What is being asked | Set the whole listing down again exactly as written.

--- Supplied records Enclosed Below ---

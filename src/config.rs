use anyhow::{Context, Result};
use serde::Deserialize;
use std::time::Duration;

use crate::room::naming::{AGENT_IDENTITY_PREFIX, DEFAULT_ROOM_PREFIX};

/// Environment overlay prefix, e.g. `INTERVIEW__REALTIME__API_SECRET`.
pub const ENV_PREFIX: &str = "INTERVIEW";

#[derive(Debug, Clone, Default, Deserialize)]
#[serde(default)]
pub struct Config {
    pub service: ServiceConfig,
    pub realtime: RealtimeConfig,
    pub transport: TransportConfig,
    pub report: ReportConfig,
    pub transcript: TranscriptConfig,
    pub capture: CaptureConfig,
}

#[derive(Debug, Clone, Deserialize)]
#[serde(default)]
pub struct ServiceConfig {
    pub name: String,
    pub http: HttpConfig,
    /// Base URL of the credential issuance API used by `join`
    pub credential_base_url: String,
}

impl Default for ServiceConfig {
    fn default() -> Self {
        Self {
            name: "interview-orchestrator".to_string(),
            http: HttpConfig::default(),
            credential_base_url: "http://127.0.0.1:8000".to_string(),
        }
    }
}

#[derive(Debug, Clone, Deserialize)]
#[serde(default)]
pub struct HttpConfig {
    pub bind: String,
    pub port: u16,
}

impl Default for HttpConfig {
    fn default() -> Self {
        Self {
            bind: "127.0.0.1".to_string(),
            port: 8000,
        }
    }
}

/// Realtime platform settings used to mint room credentials
#[derive(Clone, Deserialize)]
#[serde(default)]
pub struct RealtimeConfig {
    /// Connection endpoint handed to clients alongside the token
    pub url: Option<String>,
    pub api_key: Option<String>,
    pub api_secret: Option<String>,
    /// Agent name matcher embedded in the dispatch instruction.
    /// Must equal the worker's registered name; empty selects unnamed workers.
    pub agent_name: String,
    /// Namespace prefix the dispatch rule matches rooms against
    pub room_prefix: String,
    pub token_ttl_secs: u64,
    pub default_participant_name: String,
}

impl Default for RealtimeConfig {
    fn default() -> Self {
        Self {
            url: None,
            api_key: None,
            api_secret: None,
            agent_name: String::new(),
            room_prefix: DEFAULT_ROOM_PREFIX.to_string(),
            token_ttl_secs: 7200, // 2 hours, enough for long interviews
            default_participant_name: "Candidate".to_string(),
        }
    }
}

impl std::fmt::Debug for RealtimeConfig {
    fn fmt(&self, f: &mut std::fmt::Formatter<'_>) -> std::fmt::Result {
        f.debug_struct("RealtimeConfig")
            .field("url", &self.url)
            .field("api_key", &self.api_key)
            .field("api_secret", &self.api_secret.as_ref().map(|_| "[REDACTED]"))
            .field("agent_name", &self.agent_name)
            .field("room_prefix", &self.room_prefix)
            .field("token_ttl_secs", &self.token_ttl_secs)
            .finish()
    }
}

impl RealtimeConfig {
    pub fn token_ttl(&self) -> Duration {
        Duration::from_secs(self.token_ttl_secs)
    }
}

#[derive(Debug, Clone, Deserialize)]
#[serde(default)]
pub struct TransportConfig {
    /// Text stream channel the agent publishes transcriptions on
    pub text_stream_topic: String,
    /// Data topic carrying backend progress events
    pub progress_topic: String,
}

impl Default for TransportConfig {
    fn default() -> Self {
        Self {
            text_stream_topic: "lk.transcription".to_string(),
            progress_topic: "interview.progress".to_string(),
        }
    }
}

#[derive(Debug, Clone, Deserialize)]
#[serde(default)]
pub struct ReportConfig {
    pub base_url: String,
    /// `{session_id}` is substituted
    pub path_template: String,
    pub poll_interval_ms: u64,
    pub max_attempts: u32,
}

impl Default for ReportConfig {
    fn default() -> Self {
        Self {
            base_url: "http://127.0.0.1:8000".to_string(),
            path_template: "/interview/session/{session_id}".to_string(),
            poll_interval_ms: 500,
            max_attempts: 10,
        }
    }
}

#[derive(Debug, Clone, Deserialize)]
#[serde(default)]
pub struct TranscriptConfig {
    pub dedup_tolerance_ms: u64,
    /// How many recent fragments are scanned for duplicates
    pub dedup_window: usize,
    /// Text streams kept open while waiting for their closing frame
    pub max_open_streams: usize,
    pub agent_identity_prefix: String,
    /// Lowercase substrings of a display name that mark the agent
    pub agent_name_markers: Vec<String>,
}

impl Default for TranscriptConfig {
    fn default() -> Self {
        Self {
            dedup_tolerance_ms: 1000,
            dedup_window: 16,
            max_open_streams: 32,
            agent_identity_prefix: AGENT_IDENTITY_PREFIX.to_string(),
            agent_name_markers: vec!["agent".to_string(), "interviewer".to_string()],
        }
    }
}

#[derive(Debug, Clone, Deserialize)]
#[serde(default)]
pub struct CaptureConfig {
    /// Normalized RMS (0.0 to 1.0) below which a frame counts as silent
    pub silence_threshold: f32,
    pub silence_hold_ms: u64,
    pub max_duration_ms: u64,
}

impl Default for CaptureConfig {
    fn default() -> Self {
        Self {
            silence_threshold: 0.02,
            silence_hold_ms: 2000,
            max_duration_ms: 120_000,
        }
    }
}

impl Config {
    /// Load configuration from a file (extension optional) with the
    /// `INTERVIEW__*` environment overlay on top.
    pub fn load(path: &str) -> Result<Self> {
        let settings = config::Config::builder()
            .add_source(config::File::with_name(path))
            .add_source(config::Environment::with_prefix(ENV_PREFIX).separator("__"))
            .build()
            .with_context(|| format!("Failed to read config from {}", path))?;

        settings
            .try_deserialize()
            .context("Failed to deserialize config")
    }
}

#[cfg(test)]
mod tests {
    use super::*;
    use std::io::Write;

    #[test]
    fn test_defaults_match_reference_constants() {
        let cfg = Config::default();
        assert_eq!(cfg.report.poll_interval_ms, 500);
        assert_eq!(cfg.report.max_attempts, 10);
        assert_eq!(cfg.transcript.dedup_tolerance_ms, 1000);
        assert_eq!(cfg.realtime.room_prefix, "interview-");
        assert_eq!(cfg.realtime.token_ttl(), Duration::from_secs(7200));
        assert!(cfg.realtime.agent_name.is_empty());
    }

    #[test]
    fn test_load_partial_file_keeps_defaults() -> Result<()> {
        let mut file = tempfile::Builder::new().suffix(".toml").tempfile()?;
        writeln!(
            file,
            r#"
[realtime]
url = "wss://rooms.example.com"
api_key = "key"
api_secret = "secret"
agent_name = "interview-coach"

[report]
max_attempts = 4
"#
        )?;

        let cfg = Config::load(file.path().to_str().unwrap())?;
        assert_eq!(cfg.realtime.url.as_deref(), Some("wss://rooms.example.com"));
        assert_eq!(cfg.realtime.agent_name, "interview-coach");
        assert_eq!(cfg.report.max_attempts, 4);
        assert_eq!(cfg.report.poll_interval_ms, 500);
        assert_eq!(cfg.transport.text_stream_topic, "lk.transcription");
        Ok(())
    }

    #[test]
    fn test_debug_redacts_secret() {
        let cfg = RealtimeConfig {
            api_secret: Some("super-secret".to_string()),
            ..Default::default()
        };
        let printed = format!("{:?}", cfg);
        assert!(!printed.contains("super-secret"));
        assert!(printed.contains("[REDACTED]"));
    }
}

--- End of Enclosed Supplied records ---

Solution to the problem |
filename src/config.rs
use anyhow::{Context, Result};
use serde::Deserialize;
use std::time::Duration;

use crate::room::naming::{AGENT_IDENTITY_PREFIX, DEFAULT_ROOM_PREFIX};

/// Environment overlay prefix, e.g. `INTERVIEW__REALTIME__API_SECRET`.
pub const ENV_PREFIX: &str = "INTERVIEW";

#[derive(Debug, Clone, Default, Deserialize)]
#[serde(default)]
pub struct Config {
    pub service: ServiceConfig,
    pub realtime: RealtimeConfig,
    pub transport: TransportConfig,
    pub report: ReportConfig,
    pub transcript: TranscriptConfig,
    pub capture: CaptureConfig,
}

#[derive(Debug, Clone, Deserialize)]
#[serde(default)]
pub struct ServiceConfig {
    pub name: String,
    pub http: HttpConfig,
    /// Base URL of the credential issuance API used by `join`
    pub credential_base_url: String,
}

impl Default for ServiceConfig {
    fn default() -> Self {
        Self {
            name: "interview-orchestrator".to_string(),
            http: HttpConfig::default(),
            credential_base_url: "http://127.0.0.1:8000".to_string(),
        }
    }
}

#[derive(Debug, Clone, Deserialize)]
#[serde(default)]
pub struct HttpConfig {
    pub bind: String,
    pub port: u16,
}

impl Default for HttpConfig {
    fn default() -> Self {
        Self {
            bind: "127.0.0.1".to_string(),
            port: 8000,
        }
    }
}

/// Realtime platform settings used to mint room credentials
#[derive(Clone, Deserialize)]
#[serde(default)]
pub struct RealtimeConfig {
    /// Connection endpoint handed to clients alongside the token
    pub url: Option<String>,
    pub api_key: Option<String>,
    pub api_secret: Option<String>,
    /// Agent name matcher embedded in the dispatch instruction.
    /// Must equal the worker's registered name; empty selects unnamed workers.
    pub agent_name: String,
    /// Namespace prefix the dispatch rule matches rooms against
    pub room_prefix: String,
    pub token_ttl_secs: u64,
    pub default_participant_name: String,
}

impl Default for RealtimeConfig {
    fn default() -> Self {
        Self {
            url: None,
            api_key: None,
            api_secret: None,
            agent_name: String::new(),
            room_prefix: DEFAULT_ROOM_PREFIX.to_string(),
            token_ttl_secs: 7200, // 2 hours, enough for long interviews
            default_participant_name: "Candidate".to_string(),
        }
    }
}

impl std::fmt::Debug for RealtimeConfig {
    fn fmt(&self, f: &mut std::fmt::Formatter<'_>) -> std::fmt::Result {
        f.debug_struct("RealtimeConfig")
            .field("url", &self.url)
            .field("api_key", &self.api_key)
            .field("api_secret", &self.api_secret.as_ref().map(|_| "[REDACTED]"))
            .field("agent_name", &self.agent_name)
            .field("room_prefix", &self.room_prefix)
            .field("token_ttl_secs", &self.token_ttl_secs)
            .finish()
    }
}

impl RealtimeConfig {
    pub fn token_ttl(&self) -> Duration {
        Duration::from_secs(self.token_ttl_secs)
    }
}

#[derive(Debug, Clone, Deserialize)]
#[serde(default)]
pub struct TransportConfig {
    /// Text stream channel the agent publishes transcriptions on
    pub text_stream_topic: String,
    /// Data topic carrying backend progress events
    pub progress_topic: String,
}

impl Default for TransportConfig {
    fn default() -> Self {
        Self {
            text_stream_topic: "lk.transcription".to_string(),
            progress_topic: "interview.progress".to_string(),
        }
    }
}

#[derive(Debug, Clone, Deserialize)]
#[serde(default)]
pub struct ReportConfig {
    pub base_url: String,
    /// `{session_id}` is substituted
    pub path_template: String,
    pub poll_interval_ms: u64,
    pub max_attempts: u32,
}

impl Default for ReportConfig {
    fn default() -> Self {
        Self {
            base_url: "http://127.0.0.1:8000".to_string(),
            path_template: "/interview/session/{session_id}".to_string(),
            poll_interval_ms: 500,
            max_attempts: 10,
        }
    }
}

#[derive(Debug, Clone, Deserialize)]
#[serde(default)]
pub struct TranscriptConfig {
    pub dedup_tolerance_ms: u64,
    /// How many recent fragments are scanned for duplicates
    pub dedup_window: usize,
    /// Text streams kept open while waiting for their closing frame
    pub max_open_streams: usize,
    pub agent_identity_prefix: String,
    /// Lowercase substrings of a display name that mark the agent
    pub agent_name_markers: Vec<String>,
}

impl Default for TranscriptConfig {
    fn default() -> Self {
        Self {
            dedup_tolerance_ms: 1000,
            dedup_window: 16,
            max_open_streams: 32,
            agent_identity_prefix: AGENT_IDENTITY_PREFIX.to_string(),
            agent_name_markers: vec!["agent".to_string(), "interviewer".to_string()],
        }
    }
}

#[derive(Debug, Clone, Deserialize)]
#[serde(default)]
pub struct CaptureConfig {
    /// Normalized RMS (0.0 to 1.0) below which a frame counts as silent
    pub silence_threshold: f32,
    pub silence_hold_ms: u64,
    pub max_duration_ms: u64,
}

impl Default for CaptureConfig {
    fn default() -> Self {
        Self {
            silence_threshold: 0.02,
            silence_hold_ms: 2000,
            max_duration_ms: 120_000,
        }
    }
}

impl Config {
    /// Load configuration from a file (extension optional) with the
    /// `INTERVIEW__*` environment overlay on top.
    pub fn load(path: &str) -> Result<Self> {
        let settings = config::Config::builder()
            .add_source(config::File::with_name(path))
            .add_source(config::Environment::with_prefix(ENV_PREFIX).separator("__"))
            .build()
            .with_context(|| format!("Failed to read config from {}", path))?;

        settings
            .try_deserialize()
            .context("Failed to deserialize config")
    }
}

#[cfg(test)]
mod tests {
    use super::*;
    use std::io::Write;

    #[test]
    fn test_defaults_match_reference_constants() {
        let cfg = Config::default();
        assert_eq!(cfg.report.poll_interval_ms, 500);
        assert_eq!(cfg.report.max_attempts, 10);
        assert_eq!(cfg.transcript.dedup_tolerance_ms, 1000);
        assert_eq!(cfg.realtime.room_prefix, "interview-");
        assert_eq!(cfg.realtime.token_ttl(), Duration::from_secs(7200));
        assert!(cfg.realtime.agent_name.is_empty());
    }

    #[test]
    fn test_load_partial_file_keeps_defaults() -> Result<()> {
        let mut file = tempfile::Builder::new().suffix(".toml").tempfile()?;
        writeln!(
            file,
            r#"
[realtime]
url = "wss://rooms.example.com"
api_key = "key"
api_secret = "secret"
agent_name = "interview-coach"

[report]
max_attempts = 4
"#
        )?;

        let cfg = Config::load(file.path().to_str().unwrap())?;
        assert_eq!(cfg.realtime.url.as_deref(), Some("wss://rooms.example.com"));
        assert_eq!(cfg.realtime.agent_name, "interview-coach");
        assert_eq!(cfg.report.max_attempts, 4);
        assert_eq!(cfg.report.poll_interval_ms, 500);
        assert_eq!(cfg.transport.text_stream_topic, "lk.transcription");
        Ok(())
    }

    #[test]
    fn test_debug_redacts_secret() {
        let cfg = RealtimeConfig {
            api_secret: Some("super-secret".to_string()),
            ..Default::default()
        };
        let printed = format!("{:?}", cfg);
        assert!(!printed.contains("super-secret"));
        assert!(printed.contains("[REDACTED]"));
    }
}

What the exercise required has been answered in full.